まるで自分が子供のように思えた。 目が見えないため仕方がないとは言えるが、モヤモヤと心が疼く。 いつもは楽しいと思えた夏祭りも、今はまったく楽しくない。 

それは単に目が見えないからというわけではなかった。 何が食べたいかを相談し、二人はお好み焼きの屋台を目指す。
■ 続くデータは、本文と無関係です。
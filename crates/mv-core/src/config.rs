//! Host-supplied viewport configuration

use glam::Vec3;
use serde::{Deserialize, Serialize};

use crate::color::{Color, ColorParseError};
use crate::loader::ModelSource;

/// Smallest zoom factor offered by the property controls.
pub const ZOOM_MIN: f32 = 0.1;
/// Largest zoom factor offered by the property controls.
pub const ZOOM_MAX: f32 = 5.0;
/// Slider step of the zoom property control.
pub const ZOOM_STEP: f32 = 0.1;
/// Default camera seed position.
pub const DEFAULT_CAMERA_SEED: Vec3 = Vec3::new(0.0, 1.0, 3.0);

/// Immutable snapshot of everything the host controls.
///
/// A new value replaces the previous scene entirely.
#[derive(Debug, Clone, PartialEq, Serialize, Deserialize)]
#[serde(default)]
pub struct ViewportConfig {
    /// Model to display; `None` renders an empty surface
    pub model: Option<ModelSource>,
    pub allow_horizontal_rotate: bool,
    pub allow_vertical_rotate: bool,
    pub allow_zoom: bool,
    /// Camera zoom factor (> 0)
    pub zoom: f32,
    /// Initial camera position before fitting
    pub camera_seed: Vec3,
    pub background: Color,
}

impl Default for ViewportConfig {
    fn default() -> Self {
        Self {
            model: None,
            allow_horizontal_rotate: true,
            allow_vertical_rotate: true,
            allow_zoom: true,
            zoom: 1.0,
            camera_seed: DEFAULT_CAMERA_SEED,
            background: Color::WHITE,
        }
    }
}

impl ViewportConfig {
    pub fn new() -> Self {
        Self::default()
    }

    pub fn with_model(mut self, model: ModelSource) -> Self {
        self.model = Some(model);
        self
    }

    pub fn with_rotation(mut self, horizontal: bool, vertical: bool) -> Self {
        self.allow_horizontal_rotate = horizontal;
        self.allow_vertical_rotate = vertical;
        self
    }

    pub fn with_zoom_enabled(mut self, allow_zoom: bool) -> Self {
        self.allow_zoom = allow_zoom;
        self
    }

    pub fn with_zoom(mut self, zoom: f32) -> Self {
        self.zoom = zoom;
        self
    }

    pub fn with_camera_seed(mut self, seed: Vec3) -> Self {
        self.camera_seed = seed;
        self
    }

    pub fn with_background(mut self, background: Color) -> Self {
        self.background = background;
        self
    }

    /// Sets the background from a host color string.
    pub fn with_background_str(mut self, background: &str) -> Result<Self, ConfigError> {
        self.background = Color::parse(background)?;
        Ok(self)
    }

    /// Checks the numeric fields.
    ///
    /// A missing model is not checked here; see [`Self::require_model`].
    pub fn validate(&self) -> Result<(), ConfigError> {
        if !self.zoom.is_finite() || self.zoom <= 0.0 {
            return Err(ConfigError::InvalidZoom(self.zoom));
        }
        if !self.camera_seed.is_finite() {
            return Err(ConfigError::InvalidCameraSeed);
        }
        Ok(())
    }

    /// Returns the model reference or [`ConfigError::MissingModel`].
    pub fn require_model(&self) -> Result<&ModelSource, ConfigError> {
        self.model.as_ref().ok_or(ConfigError::MissingModel)
    }

    /// Returns true if at least one rotation axis is allowed.
    pub fn rotation_enabled(&self) -> bool {
        self.allow_horizontal_rotate || self.allow_vertical_rotate
    }
}

/// Configuration errors
#[derive(Debug, Clone, PartialEq, thiserror::Error)]
pub enum ConfigError {
    #[error("no model reference supplied")]
    MissingModel,
    #[error("zoom must be a finite value greater than zero, got {0}")]
    InvalidZoom(f32),
    #[error("camera seed position must be finite")]
    InvalidCameraSeed,
    #[error(transparent)]
    InvalidColor(#[from] ColorParseError),
}

#[cfg(test)]
mod tests {
    use super::*;

    #[test]
    fn test_defaults_match_property_controls() {
        let config = ViewportConfig::default();
        assert!(config.model.is_none());
        assert!(config.allow_horizontal_rotate);
        assert!(config.allow_vertical_rotate);
        assert!(config.allow_zoom);
        assert_eq!(config.zoom, 1.0);
        assert_eq!(config.camera_seed, Vec3::new(0.0, 1.0, 3.0));
        assert_eq!(config.background, Color::WHITE);
        assert!(config.validate().is_ok());
    }

    #[test]
    fn test_invalid_zoom_rejected() {
        for zoom in [0.0, -1.0, f32::NAN, f32::INFINITY] {
            let config = ViewportConfig::default().with_zoom(zoom);
            assert!(matches!(config.validate(), Err(ConfigError::InvalidZoom(_))));
        }
    }

    #[test]
    fn test_missing_model() {
        let config = ViewportConfig::default();
        assert_eq!(config.require_model(), Err(ConfigError::MissingModel));

        let config = config.with_model(ModelSource::path("bunny.obj"));
        assert!(config.require_model().is_ok());
    }

    #[test]
    fn test_background_string() {
        let config = ViewportConfig::default()
            .with_background_str("#000000")
            .unwrap();
        assert_eq!(config.background, Color::BLACK);

        let err = ViewportConfig::default().with_background_str("nope");
        assert!(matches!(err, Err(ConfigError::InvalidColor(_))));
    }

    #[test]
    fn test_ron_round_trip_keeps_path_model() {
        let config = ViewportConfig::default()
            .with_model(ModelSource::path("models/teapot.obj"))
            .with_rotation(false, true)
            .with_zoom(2.5);
        let text = ron::to_string(&config).unwrap();
        let parsed: ViewportConfig = ron::from_str(&text).unwrap();
        assert_eq!(parsed, config);
    }
}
「凄い並んでいるね。 レイくんはここで待っていてくれる? ここは安全だから大丈夫だよ。 私買ってくる、すぐに戻ってくるからね」


柚季の足音が去っていくのを聞き、玲太は一人俯いた。


―――・・・何か、違う。

―――何か違うんだよ。

―――これは、僕が理想としているカップルじゃない。


しばらく悩んでいるうちに、柚季が戻ってきた。 焦げたソースの香ばしい匂いが鼻をくすぐった。


「レイくんお待たせ! 食べさせてあげるね」

「え、そのくらいは自分で」

「私がそうしたいの。 ねぇ、いいでしょ?」

「う、ん・・・」

「はい、あーん」

「・・・」

「ほら、早くしないと落ちちゃう」


恥ずかしがりながらも口を開け、お好み焼きを食べた。


「どう? 美味しい?」


恥ずかしくて顔を上げられないし声も出ない。 小さくコクリと頷いたが、正直味なんてよく分からなかった。


「んっ! 本当に美味しいね!」


―――・・・何か、悲しくて悔しい。

―――何なんだろう、この気持ち。


お好み焼きを食べ終えた後、柚季は手洗いへと行ってしまった。 一人で待っていると通り過ぎた人とぶつかってしまう。


「あッ、ごめんなさい!」


頭を下げ正面を向いたところ、ぶつかった相手が蔑むように言った。


「・・・あれ? コイツ、目が白くね?」

「うわ、本当だ! 何これー、ヤバー!」


ガラの悪いカップルとぶつかってしまったようだ。 知らない相手に絡まれるのは怖かった。 黒い視界に、相手の姿形は映らないのだから。


「人間とは思えねーな。 何かのコスプレ?」

「んー。 もしかして失明しているとかじゃない?」

「失明!? カラコンじゃなくて自前か! つーか、ここまで白くなるのかよ」

「・・・」


何も言い返せず黙っていると、柚季が二人との間に立ちはだかった。


「あの! 私の彼氏に、何か用ですか? これ以上変に関わってくるなら、ここへ警察を呼びますが」

「はぁ!? 警察って、別に俺たちは何もしてねぇっつーの! ウザいブスが来たし行こうぜ。 あー、気分わりぃ」


そんな捨て台詞を吐き捨て、二人は去っていった。


「レイくん、大丈夫?」


玲太は突然泣き出してしまった。 柚季が来て安心したからではない。 自分のあまりの不甲斐なさに情けなくなってしまったのだ。


「ちょっと、どうしたの!?」


玲太は首を大きく振った。


―――・・・やっぱり、僕だと駄目なんだ。

―――本当は僕が、お金をスマートに取り出して奢ってあげたかった。

―――集団から守ってあげたかった。

―――あーんもしてあげたかったし、さっきの人たちに強く言い返したかった。

―――・・・だけど、今の僕にはできない。

―――元々甘えることしかできなかった僕だけど、今はもっと何もできない彼氏になってしまった。

―――・・・こんな僕は、先輩と釣り合わないよ。


「柚季、先輩ッ、僕・・・」

「ここだと周りがうるさいから、少し移動しようか」


柚季の腕に掴まろうとしたが、タイミング悪く人とぶつかってしまい柚季と離れてしまう。


「ご、ごめんなさい!」


謝ると柚季に腕を掴まれたため、誘導されるがまま足を前へ進めた。